Gonzales, meanwhile, said the “Creator” he mentioned in the prayer is “whoever your particular denomination deems to be the important entity.”

“For Native Americans, it’s the Creator of the Universe,” Gonzales said. “In Christian denominations, it would be God.”

A Different Reality

Dr. Angela Tarango, a religious studies scholar at Trinity University in San Antonio, Texas, explained that Gonzales’ prayer may have sounded strange to the uninitiated, but was actually very much in keeping with traditional Indian blessings.

“In traditional native religion, there is a sense that the world needs to be balanced,” she told CNSNews.com. “It needs to be in sync with everything. And when something terrible happens, it needs to be rebalanced properly.”

Tarango also defended Gonzales' lengthy autobiographical introduction by saying that traditional Native American culture demanded it.

“You have to do that in native culture. When you come in, you don’t just come in, not saying who you are. You have to say where you come from. Outsiders who work with native people understand this. They have to say, ‘I am so and so, and I am from so and so people.’ It’s a sense of what peoples you are from.

There is no question, she said, that Native American spirituality is different. In it, one opens spiritual “doors” to go through to different “realities” in the natural world.
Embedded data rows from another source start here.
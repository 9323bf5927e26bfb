//! RPG Forum - a terminal client for the role-play portal
//!
//! This library exposes modules for use in integration tests.

pub mod adapters;
pub mod api;
pub mod app;
pub mod cli;
pub mod config;
pub mod content;
pub mod error;
pub mod logging;
pub mod models;
pub mod prelude;
pub mod terminal;
pub mod traits;
pub mod ui;
pub mod view_model;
“In the native view of the world there is no heaven and no hell. So when you die, you go on to be with your ancestors in the next world, which is a lot like the world that you leave, but it’s a lot nicer, and you’re there with the spirits of your ancestors. That’s what he’s saying, that in some sense that the ancestors greeted the spirits of these people that passed away and have taken them into the spirit world,” she added.

Gonzales, meanwhile, said his invocation was simply a way “to bring positive energy into a gathering of that type.”

“I wasn’t trying to give a lecture to anybody,” he said. “It was a prayer. It was simply a prayer.”